|Me and my Dad|
I've always known I wouldn't live to see 30. That firmly held belief at the back of my mind has been the longest-standing effect of my father's death. Sure, he had lived to 32, but he also finished the New York Marathon the previous year. The chances of me finishing a marathon are about as good as the Pirates winning the pennant, so I knocked off two years (I'm quite the armchair actuary). While such an outlook on life may seem morose, I never thought so. To me, it was just a fact to be dealt with, and I dealt with it by packing as much life as I possibly could into an abbreviated lifespan. I first piloted a plane at age 14, and had soloed one by 15. I enrolled in my first college math course at age 16, and by 17 I was studying full-time at the university, sacrificing the fun that accompanies high school senioritis. I was engaged by age 19, and by 21, I had graduated from university, gotten married, went on a honeymoon, moved 600 miles away from home, started my career, and purchased my first house (5 of those 6 events all occurred within a period of 6 weeks). I travel to new, exciting places as often as possible, I have a life insurance policy 5 times the size the average for my age so my wife won't have to worry, and I share everything I own with my friends because I'm keenly aware my stuff has an ever-approaching expiration date.

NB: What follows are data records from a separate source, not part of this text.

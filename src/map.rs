use core::{borrow::Borrow, fmt};

use super::{
  allocator::{Allocator, Global},
  base::{Cursor, CursorMut, SkipList},
  key::SelectFirst,
  Ascend, Comparator, Error, Height, Options,
};

mod iterator;
pub use iterator::*;

#[cfg(test)]
mod tests;

/// An ordered map based on a skiplist.
///
/// Entries are stored as `(K, V)` pairs ordered by the key.
///
/// ## Example
///
/// ```rust
/// use skl_ord::SkipMap;
///
/// let mut map = SkipMap::new();
/// map.insert("b", 2).unwrap();
/// map.insert("a", 1).unwrap();
/// *map.get_or_insert_default("c").unwrap() += 3;
///
/// assert_eq!(map.get(&"a"), Some(&1));
/// assert_eq!(
///   map.iter().collect::<Vec<_>>(),
///   [(&"a", &1), (&"b", &2), (&"c", &3)],
/// );
/// ```
pub struct SkipMap<K, V, C = Ascend, A: Allocator = Global>(SkipList<SelectFirst<K, V>, C, A>);

impl<K, V, C: Default, A: Allocator + Default> Default for SkipMap<K, V, C, A> {
  #[inline]
  fn default() -> Self {
    Self(SkipList::default())
  }
}

impl<K, V> SkipMap<K, V> {
  /// Creates an empty map ordered by the natural order of `K`.
  #[inline]
  pub fn new() -> Self {
    Self(SkipList::new())
  }

  /// Creates an empty map with the given options.
  #[inline]
  pub fn with_options(opts: Options) -> Self {
    Self(SkipList::with_options(opts))
  }
}

impl<K, V, C> SkipMap<K, V, C> {
  /// Creates an empty map ordered by `cmp`.
  #[inline]
  pub fn with_comparator(cmp: C) -> Self {
    Self(SkipList::with_comparator(cmp))
  }

  /// Creates an empty map with the given options, ordered by `cmp`.
  #[inline]
  pub fn with_options_and_comparator(opts: Options, cmp: C) -> Self {
    Self(SkipList::with_options_and_comparator(opts, cmp))
  }
}

impl<K, V, C, A: Allocator> SkipMap<K, V, C, A> {
  /// Creates an empty map ordered by `cmp`, charging its nodes to `alloc`.
  #[inline]
  pub fn new_in(cmp: C, alloc: A) -> Self {
    Self(SkipList::new_in(cmp, alloc))
  }

  /// Creates an empty map with the given options, ordered by `cmp`, charging its nodes to `alloc`.
  #[inline]
  pub fn with_options_in(opts: Options, cmp: C, alloc: A) -> Self {
    Self(SkipList::with_options_in(opts, cmp, alloc))
  }

  /// Returns the number of entries.
  #[inline]
  pub fn len(&self) -> usize {
    self.0.len()
  }

  /// Returns `true` if the map holds no entries.
  #[inline]
  pub fn is_empty(&self) -> bool {
    self.0.is_empty()
  }

  /// Returns the number of levels in use.
  #[inline]
  pub fn height(&self) -> u8 {
    self.0.height()
  }

  /// Returns the maximum height a tower may have.
  #[inline]
  pub const fn max_height(&self) -> Height {
    self.0.max_height()
  }

  /// Returns the comparator.
  #[inline]
  pub const fn comparator(&self) -> &C {
    self.0.comparator()
  }

  /// Returns the allocator.
  #[inline]
  pub const fn allocator(&self) -> &A {
    self.0.allocator()
  }

  /// Returns the options the map was created with.
  #[inline]
  pub const fn options(&self) -> &Options {
    self.0.options()
  }

  /// Returns the entry with the smallest key.
  #[inline]
  pub fn first_key_value(&self) -> Option<(&K, &V)> {
    self.0.first().map(|(k, v)| (k, v))
  }

  /// Returns the entry with the largest key.
  #[inline]
  pub fn last_key_value(&self) -> Option<(&K, &V)> {
    self.0.last().map(|(k, v)| (k, v))
  }

  /// Returns an iterator over the entries in key order.
  #[inline]
  pub fn iter(&self) -> Iter<'_, K, V> {
    Iter::new(self.0.iter())
  }

  /// Returns an iterator over the entries in key order, with mutable values.
  #[inline]
  pub fn iter_mut(&mut self) -> IterMut<'_, K, V> {
    IterMut::new(self.0.storage_mut())
  }

  /// Returns an iterator over the keys in order.
  #[inline]
  pub fn keys(&self) -> Keys<'_, K, V> {
    Keys::new(self.iter())
  }

  /// Returns an iterator over the values in key order.
  #[inline]
  pub fn values(&self) -> Values<'_, K, V> {
    Values::new(self.iter())
  }

  /// Returns an iterator over mutable values in key order.
  #[inline]
  pub fn values_mut(&mut self) -> ValuesMut<'_, K, V> {
    ValuesMut::new(self.iter_mut())
  }

  /// Returns a cursor at the first entry.
  #[inline]
  pub fn cursor_front(&self) -> Cursor<'_, (K, V)> {
    self.0.cursor_front()
  }

  /// Returns a cursor at the last entry.
  #[inline]
  pub fn cursor_back(&self) -> Cursor<'_, (K, V)> {
    self.0.cursor_back()
  }

  /// Returns a cursor at the end position.
  #[inline]
  pub fn cursor_end(&self) -> Cursor<'_, (K, V)> {
    self.0.cursor_end()
  }

  /// Returns a mutable cursor at the first entry.
  #[inline]
  pub fn cursor_front_mut(&mut self) -> CursorMut<'_, SelectFirst<K, V>, C, A> {
    self.0.cursor_front_mut()
  }

  /// Returns a mutable cursor at the last entry.
  #[inline]
  pub fn cursor_back_mut(&mut self) -> CursorMut<'_, SelectFirst<K, V>, C, A> {
    self.0.cursor_back_mut()
  }

  /// Returns a mutable cursor at the end position.
  #[inline]
  pub fn cursor_end_mut(&mut self) -> CursorMut<'_, SelectFirst<K, V>, C, A> {
    self.0.cursor_end_mut()
  }

  /// Removes every entry.
  #[inline]
  pub fn clear(&mut self) {
    self.0.clear()
  }

  /// Moves the entries out of `self` in O(1), leaving `self` empty.
  #[inline]
  pub fn take(&mut self) -> Self
  where
    C: Clone,
  {
    Self(self.0.take())
  }

  /// Replaces the contents of `self` with the contents of `source`, leaving `source` empty.
  ///
  /// See [`SkipList::try_move_from`].
  #[inline]
  pub fn try_move_from(&mut self, source: &mut Self) -> Result<(), Error>
  where
    C: Clone,
  {
    self.0.try_move_from(&mut source.0)
  }

  /// Exchanges the contents of `self` and `other`.
  ///
  /// See [`SkipList::try_swap`].
  #[inline]
  pub fn try_swap(&mut self, other: &mut Self) -> Result<(), Error> {
    self.0.try_swap(&mut other.0)
  }
}

impl<K: Clone, V: Clone, C: Clone, A: Allocator> SkipMap<K, V, C, A> {
  /// Copies the map, see [`SkipList::try_clone`].
  #[inline]
  pub fn try_clone(&self) -> Result<Self, Error> {
    self.0.try_clone().map(Self)
  }

  /// Replaces the contents of `self` with a copy of `source`, see [`SkipList::try_clone_from`].
  #[inline]
  pub fn try_clone_from(&mut self, source: &Self) -> Result<(), Error> {
    self.0.try_clone_from(&source.0)
  }
}

impl<K, V, C: Comparator<K>, A: Allocator> SkipMap<K, V, C, A> {
  /// Inserts `value` under `key` if the key is absent.
  ///
  /// Returns a cursor at the entry with `key` and whether the entry was
  /// inserted. An existing entry keeps its value.
  ///
  /// ## Example
  ///
  /// ```rust
  /// use skl_ord::SkipMap;
  ///
  /// let mut map = SkipMap::new();
  /// map.insert(1, "a").unwrap();
  /// let (cursor, inserted) = map.insert(1, "z").unwrap();
  /// assert!(!inserted);
  /// assert_eq!(cursor.value(), Some(&"a"));
  /// ```
  #[inline]
  pub fn insert(&mut self, key: K, value: V) -> Result<(Cursor<'_, (K, V)>, bool), Error> {
    self.0.insert((key, value))
  }

  /// Inserts `value` under `key` with a tower of exactly `height` levels.
  #[inline]
  pub fn insert_at_height(
    &mut self,
    height: Height,
    key: K,
    value: V,
  ) -> Result<(Cursor<'_, (K, V)>, bool), Error> {
    self.0.insert_at_height(height, (key, value))
  }

  /// Returns the value under `key`, inserting the one built by `f` if the key is absent.
  ///
  /// `f` is only called when the key is absent.
  pub fn get_or_insert_with<F>(&mut self, key: K, f: F) -> Result<&mut V, Error>
  where
    F: FnOnce() -> V,
  {
    let id = self.0.get_or_insert_key(key, |k| (k, f()))?;
    Ok(&mut self.0.value_mut(id).1)
  }

  /// Returns the value under `key`, inserting `V::default()` if the key is absent.
  #[inline]
  pub fn get_or_insert_default(&mut self, key: K) -> Result<&mut V, Error>
  where
    V: Default,
  {
    self.get_or_insert_with(key, V::default)
  }

  /// Inserts every entry of `iter`, stopping at the first allocation failure.
  #[inline]
  pub fn try_extend<I: IntoIterator<Item = (K, V)>>(&mut self, iter: I) -> Result<(), Error> {
    self.0.try_extend(iter)
  }

  /// Returns the value under `key`.
  #[inline]
  pub fn get<Q>(&self, key: &Q) -> Option<&V>
  where
    K: Borrow<Q>,
    C: Comparator<Q>,
    Q: ?Sized,
  {
    self.0.get(key).map(|(_, v)| v)
  }

  /// Returns the entry under `key`.
  #[inline]
  pub fn get_key_value<Q>(&self, key: &Q) -> Option<(&K, &V)>
  where
    K: Borrow<Q>,
    C: Comparator<Q>,
    Q: ?Sized,
  {
    self.0.get(key).map(|(k, v)| (k, v))
  }

  /// Returns a mutable reference to the value under `key`.
  #[inline]
  pub fn get_mut<Q>(&mut self, key: &Q) -> Option<&mut V>
  where
    K: Borrow<Q>,
    C: Comparator<Q>,
    Q: ?Sized,
  {
    let id = self.0.get_node(key)?;
    Some(&mut self.0.value_mut(id).1)
  }

  /// Returns `true` if the map holds an entry under `key`.
  #[inline]
  pub fn contains_key<Q>(&self, key: &Q) -> bool
  where
    K: Borrow<Q>,
    C: Comparator<Q>,
    Q: ?Sized,
  {
    self.0.contains(key)
  }

  /// Returns the number of entries under `key`, `0` or `1`.
  #[inline]
  pub fn count<Q>(&self, key: &Q) -> usize
  where
    K: Borrow<Q>,
    C: Comparator<Q>,
    Q: ?Sized,
  {
    self.0.count(key)
  }

  /// Returns a cursor at the entry under `key`, or at the end position.
  #[inline]
  pub fn find<Q>(&self, key: &Q) -> Cursor<'_, (K, V)>
  where
    K: Borrow<Q>,
    C: Comparator<Q>,
    Q: ?Sized,
  {
    self.0.find(key)
  }

  /// Returns a cursor at the first entry whose key is not ordered before `key`.
  #[inline]
  pub fn lower_bound<Q>(&self, key: &Q) -> Cursor<'_, (K, V)>
  where
    K: Borrow<Q>,
    C: Comparator<Q>,
    Q: ?Sized,
  {
    self.0.lower_bound(key)
  }

  /// Returns a cursor at the first entry whose key is ordered after `key`.
  #[inline]
  pub fn upper_bound<Q>(&self, key: &Q) -> Cursor<'_, (K, V)>
  where
    K: Borrow<Q>,
    C: Comparator<Q>,
    Q: ?Sized,
  {
    self.0.upper_bound(key)
  }

  /// Returns `(lower_bound(key), upper_bound(key))`.
  #[inline]
  pub fn equal_range<Q>(&self, key: &Q) -> (Cursor<'_, (K, V)>, Cursor<'_, (K, V)>)
  where
    K: Borrow<Q>,
    C: Comparator<Q>,
    Q: ?Sized,
  {
    self.0.equal_range(key)
  }

  /// Removes the entry under `key` and returns a cursor at the entry that followed it.
  #[inline]
  pub fn erase<Q>(&mut self, key: &Q) -> CursorMut<'_, SelectFirst<K, V>, C, A>
  where
    K: Borrow<Q>,
    C: Comparator<Q>,
    Q: ?Sized,
  {
    self.0.erase(key)
  }

  /// Removes the entry under `key` and returns its value.
  #[inline]
  pub fn remove<Q>(&mut self, key: &Q) -> Option<V>
  where
    K: Borrow<Q>,
    C: Comparator<Q>,
    Q: ?Sized,
  {
    self.0.remove(key).map(|(_, v)| v)
  }

  /// Removes the entry under `key` and returns it.
  #[inline]
  pub fn remove_entry<Q>(&mut self, key: &Q) -> Option<(K, V)>
  where
    K: Borrow<Q>,
    C: Comparator<Q>,
    Q: ?Sized,
  {
    self.0.remove(key)
  }

  /// Removes the entry with the smallest key and returns it.
  #[inline]
  pub fn pop_first(&mut self) -> Option<(K, V)> {
    self.0.pop_first()
  }

  /// Removes the entry with the largest key and returns it.
  #[inline]
  pub fn pop_last(&mut self) -> Option<(K, V)> {
    self.0.pop_last()
  }
}

impl<K: Clone, V: Clone, C: Clone, A: Allocator> Clone for SkipMap<K, V, C, A> {
  #[inline]
  fn clone(&self) -> Self {
    Self(self.0.clone())
  }
}

impl<K: fmt::Debug, V: fmt::Debug, C, A: Allocator> fmt::Debug for SkipMap<K, V, C, A> {
  fn fmt(&self, f: &mut fmt::Formatter<'_>) -> fmt::Result {
    f.debug_map().entries(self.iter()).finish()
  }
}

impl<K: PartialEq, V: PartialEq, C, A: Allocator> PartialEq for SkipMap<K, V, C, A> {
  #[inline]
  fn eq(&self, other: &Self) -> bool {
    self.0 == other.0
  }
}

impl<K: Eq, V: Eq, C, A: Allocator> Eq for SkipMap<K, V, C, A> {}

impl<K: PartialOrd, V: PartialOrd, C, A: Allocator> PartialOrd for SkipMap<K, V, C, A> {
  #[inline]
  fn partial_cmp(&self, other: &Self) -> Option<core::cmp::Ordering> {
    self.0.partial_cmp(&other.0)
  }
}

impl<K: Ord, V: Ord, C, A: Allocator> Ord for SkipMap<K, V, C, A> {
  #[inline]
  fn cmp(&self, other: &Self) -> core::cmp::Ordering {
    self.0.cmp(&other.0)
  }
}

impl<K, V, C, A> FromIterator<(K, V)> for SkipMap<K, V, C, A>
where
  C: Comparator<K> + Default,
  A: Allocator + Default,
{
  /// ## Panics
  /// - If the allocator refuses a node.
  #[inline]
  fn from_iter<I: IntoIterator<Item = (K, V)>>(iter: I) -> Self {
    Self(SkipList::from_iter(iter))
  }
}

impl<K, V, C, A: Allocator> IntoIterator for SkipMap<K, V, C, A> {
  type Item = (K, V);
  type IntoIter = IntoIter<K, V, A>;

  #[inline]
  fn into_iter(self) -> Self::IntoIter {
    IntoIter::new(self.0.into_iter())
  }
}

impl<'a, K, V, C, A: Allocator> IntoIterator for &'a SkipMap<K, V, C, A> {
  type Item = (&'a K, &'a V);
  type IntoIter = Iter<'a, K, V>;

  #[inline]
  fn into_iter(self) -> Self::IntoIter {
    self.iter()
  }
}

impl<'a, K, V, C, A: Allocator> IntoIterator for &'a mut SkipMap<K, V, C, A> {
  type Item = (&'a K, &'a mut V);
  type IntoIter = IterMut<'a, K, V>;

  #[inline]
  fn into_iter(self) -> Self::IntoIter {
    self.iter_mut()
  }
}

|Getting married, exactly one month after turning 21|
|Me in my natural habitat|
|Anything Chrysler touches turns to crap|
Somehow, Chris is making it all a little easier. As the CFO & COO all-in-one at the company we’re acquiring, he’s run a damn good business. Yet he’s been a team player from the start, acknowledging the great potential of what our companies can only achieve if we are combined. I’ve been astounded by his willingness to sacrifice his autonomy, his title, and his position atop the food chain, all for the good of the business. He’s always quick to provide any needed information and constantly offers up fresh ideas for success. We ensured he would stay on after the deal was finalized because we know with him at the helm, our little marriage is bound for greatness, standing in stark contrast to all of the acquisition failures of the past.
|Sharing laughs on the day we signed the acquisition|
However, what makes Chris truly unique is his ability to form friendships. He took a genuine interest in me on a personal level from the beginning, and we became fast friends. Chris always has a way of making integration meetings less stressful and more enjoyable by bringing up our shared love of motoring and lightening the mood with his quick wit. We laugh heartily over dinners, even debating the nuances of African Cameroon versus Connecticut Shade cigar wrappers. He noticed I always wore french cuff shirts, and knows of my affinity for firearms, so one day upon my arrival at the office, he handed me a gift: cufflinks made from genuine .40 cal casings. His thoughtfulness bowled me over, and I’m still trying to figure out how to thank him properly.
Last night I received a tragic call - Chris had died, suffering a massive heart attack at a very young age. I spent all of last night and most of today trying to wrap my head around it, to no avail. I'm trying to pick up the pieces of our business and figure out what it means to be a leader in this kind of situation, but I have no answers. I miss my friend. I wish I could pull an anecdote from the Bible to make everything feel better, but I can't.
I went to the gym today for the first time in a long time, thinking that if I just tried a little harder, perhaps I'd be able to thwart the disease that took the lives of my father and my friend. Yet as I lifted weights until my skin turned as red as a Maine lobster and swam laps until I wheezed like an 80 year-old smoker, I couldn't help but think my efforts were in vain. I realized my lust for greasy foods and my irrational desire to cram 70 years of life into 30 were merely symptoms of a greater problem - I am a broken man living in a fallen world. I may eventually obtain a body figure I can be proud of, and maybe I'll even manage to cross everything off my bucket list before the undertaker shows up at my door, but I don't think there's anything I can do to actually save myself.
My mind keeps going to a line from a song written by Bebo Norman following the death of one his friends: "'Cause 'it was not your time' that's a useless line; a fallen world took your life." Whether Chris died yesterday or 30 years from now, it would've caused the same amount of pain for his loved ones. It's not an issue of timing, it's an issue of living in a fallen world that isn't as it was meant to be. Creation is beautiful and good, but it has run amok and is in decay. And there's nothing I can do to stop it.
Tonight, I cling to the hope that this is temporary. I long for the day when things are returned to the way they're meant to be. Tonight, my soul cries out for restoration.